Kabsat al Lahm (Lamb with Rice)

This is the recipe of Souleiman Ghali, president of the Islamic Society of San Francisco, and typical of a dish common to Arabic countries such as Qatar, Kuwait and Saudi Arabia.
4 onions, diced
6 to 8 tablespoons butter
2½ pounds lamb (use lamb shank and/or leg of lamb), cut through the bone into 2-inch segments
1½ pounds tomatoes, diced
Salt to taste
4 dried limes (hamod de limon), soaked in hot water until soft (about 1/2 hour), quartered 8 cardamom pods, gently cracked
3 to 6 dried chile peppers (optional)
4 cinnamon sticks
2 to 3 teaspoons 7-spice powder (roast and grind if you buy 7-spice whole)
4 cups rice

GARNISH
1/2 cup slivered almonds, for garnish (optional)
1/2 cup pine nuts, for garnish (optional)
Butter or cooking oil (optional)
Sauté the onions in butter in a large Dutch oven or casserole until golden brown. Add the lamb and cook, stirring, until browned. Add the tomatoes and enough boiling water to barely cover the lamb. Simmer over medium heat for about 2 hours, or until the lamb is tender. Season with salt.

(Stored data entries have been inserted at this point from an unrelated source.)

//! Catalog assembly: turns stored notification type records into the
//! client-facing listing.

use std::sync::Arc;

use crate::models::{NotificationTypeListResponse, NotificationTypeResponse};
use crate::services::database::NotificationTypeStore;
use crate::services::error::ServiceError;

#[derive(Clone)]
pub struct CatalogService {
    store: Arc<dyn NotificationTypeStore>,
}

impl CatalogService {
    pub fn new(store: Arc<dyn NotificationTypeStore>) -> Self {
        Self { store }
    }

    /// List all available notification types.
    ///
    /// Unavailable records are hidden; deprecated records are kept and carry
    /// their `deprecated_reason`. The result is sorted ascending by `key` so
    /// clients get a stable ordering. The full `descriptions` map is returned
    /// regardless of `lang`, which is validated for shape at the HTTP
    /// boundary.
    pub async fn list_notification_types(
        &self,
        lang: &str,
    ) -> Result<NotificationTypeListResponse, ServiceError> {
        let records = self.store.fetch_all().await?;

        let mut notification_types: Vec<NotificationTypeResponse> = records
            .into_iter()
            .filter(|record| record.available)
            .map(NotificationTypeResponse::from)
            .collect();

        notification_types.sort_by(|a, b| a.key.cmp(&b.key));

        tracing::debug!(
            lang = %lang,
            count = notification_types.len(),
            "Assembled notification type catalog"
        );

        Ok(NotificationTypeListResponse { notification_types })
    }
}
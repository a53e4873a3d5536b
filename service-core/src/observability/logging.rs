use tracing_subscriber::{layer::SubscriberExt, util::SubscriberInitExt};

/// Initialize the global tracing subscriber.
///
/// `RUST_LOG` takes precedence over the configured level. Events are emitted
/// as flattened JSON lines with file/line attribution.
pub fn init_tracing(service_name: &str, log_level: &str) {
    let env_filter = tracing_subscriber::EnvFilter::try_from_default_env()
        .unwrap_or_else(|_| tracing_subscriber::EnvFilter::new(log_level));

    tracing_subscriber::registry()
        .with(env_filter)
        .with(
            tracing_subscriber::fmt::layer()
                .with_file(true)
                .with_line_number(true)
                .json()
                .flatten_event(true),
        )
        .init();

    tracing::info!(service = service_name, "Tracing initialized");
}
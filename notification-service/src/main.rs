use notification_service::{build_router, config::ServiceConfig, db, services, AppState};
use service_core::error::AppError;
use service_core::observability::init_tracing;
use std::net::SocketAddr;
use std::sync::Arc;
use tokio::net::TcpListener;
use tokio::signal;

async fn shutdown_signal() {
    let ctrl_c = async {
        signal::ctrl_c()
            .await
            .expect("Failed to install Ctrl+C handler");
    };

    #[cfg(unix)]
    let terminate = async {
        signal::unix::signal(signal::unix::SignalKind::terminate())
            .expect("Failed to install SIGTERM handler")
            .recv()
            .await;
    };

    #[cfg(not(unix))]
    let terminate = std::future::pending::<()>();

    tokio::select! {
        _ = ctrl_c => {},
        _ = terminate => {},
    }

    tracing::info!("Shutdown signal received");
}

#[tokio::main]
async fn main() -> Result<(), AppError> {
    // Load configuration - fail fast if invalid
    let config = ServiceConfig::from_env()?;

    init_tracing(&config.service_name, &config.log_level);

    tracing::info!(
        service = %config.service_name,
        version = %config.service_version,
        environment = ?config.environment,
        "Starting notification type catalog service"
    );

    let pool = db::create_pool(&config.database).await.map_err(|e| {
        tracing::error!("Failed to connect to PostgreSQL: {}", e);
        AppError::DatabaseError(anyhow::Error::new(e))
    })?;

    db::run_migrations(&pool).await.map_err(|e| {
        tracing::error!("Failed to run database migrations: {}", e);
        AppError::DatabaseError(anyhow::Error::new(e))
    })?;

    let database = services::Database::new(pool);
    let jwt = services::JwtService::new(&config.jwt)?;
    let catalog = services::CatalogService::new(Arc::new(database));

    let state = AppState {
        config: config.clone(),
        jwt,
        catalog,
    };

    let app = build_router(state).await?;

    let addr = SocketAddr::from(([0, 0, 0, 0], config.common.port));
    let listener = TcpListener::bind(addr).await?;
    tracing::info!("Listening on {}", addr);

    axum::serve(listener, app)
        .with_graceful_shutdown(shutdown_signal())
        .await?;

    Ok(())
}
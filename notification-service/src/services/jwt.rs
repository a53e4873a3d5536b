use jsonwebtoken::{decode, errors::ErrorKind, Algorithm, DecodingKey, Validation};
use serde::{Deserialize, Serialize};
use service_core::error::AppError;
use thiserror::Error;

use crate::config::JwtConfig;

/// JWT validation service for shared-secret bearer tokens.
///
/// Signature and expiry are always verified; tokens signed with a different
/// secret or algorithm than configured are rejected. Validation is a pure
/// function of (token, secret, algorithm, current time).
#[derive(Clone)]
pub struct JwtService {
    decoding_key: DecodingKey,
    validation: Validation,
}

/// Decoded access-token payload, attached to the request for the lifetime of
/// one request.
#[derive(Debug, Clone, Serialize, Deserialize)]
pub struct AccessTokenClaims {
    /// Subject (user ID)
    pub sub: String,
    /// Display username
    #[serde(default)]
    pub username: String,
    /// Expiration time (Unix timestamp)
    pub exp: i64,
    /// Issued at (Unix timestamp)
    #[serde(default)]
    pub iat: i64,
}

/// Classified token validation failure.
#[derive(Debug, Error)]
pub enum TokenError {
    #[error("Token expired")]
    Expired,

    #[error("Invalid token")]
    Invalid,

    #[error("Token validation failed: {0}")]
    Other(jsonwebtoken::errors::Error),
}

impl JwtService {
    /// Create a new JWT service from the configured secret and algorithm.
    pub fn new(config: &JwtConfig) -> Result<Self, AppError> {
        let algorithm: Algorithm = config.algorithm.parse().map_err(|e| {
            AppError::ConfigError(anyhow::anyhow!(
                "Unsupported JWT algorithm '{}': {}",
                config.algorithm,
                e
            ))
        })?;

        let mut validation = Validation::new(algorithm);
        validation.validate_exp = true;

        Ok(Self {
            decoding_key: DecodingKey::from_secret(config.secret.as_bytes()),
            validation,
        })
    }

    /// Validate and decode a bearer token.
    pub fn validate_token(&self, token: &str) -> Result<AccessTokenClaims, TokenError> {
        let token_data = decode::<AccessTokenClaims>(token, &self.decoding_key, &self.validation)
            .map_err(|e| match e.into_kind() {
                ErrorKind::ExpiredSignature => TokenError::Expired,
                ErrorKind::InvalidToken
                | ErrorKind::InvalidSignature
                | ErrorKind::InvalidAlgorithm
                | ErrorKind::Base64(_)
                | ErrorKind::Json(_)
                | ErrorKind::Utf8(_) => TokenError::Invalid,
                kind => TokenError::Other(kind.into()),
            })?;

        Ok(token_data.claims)
    }
}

Add the limes, cardamom pods, chiles, cinnamon and spice mix. Pour the rice into the lamb mixture and stir. Pour in the lime-soaking liquid and enough water to cover the rice and lamb. Cover and cook over medium heat until the rice is done.

If garnishing, sauté the almonds and pine nuts in butter or oil until lightly browned.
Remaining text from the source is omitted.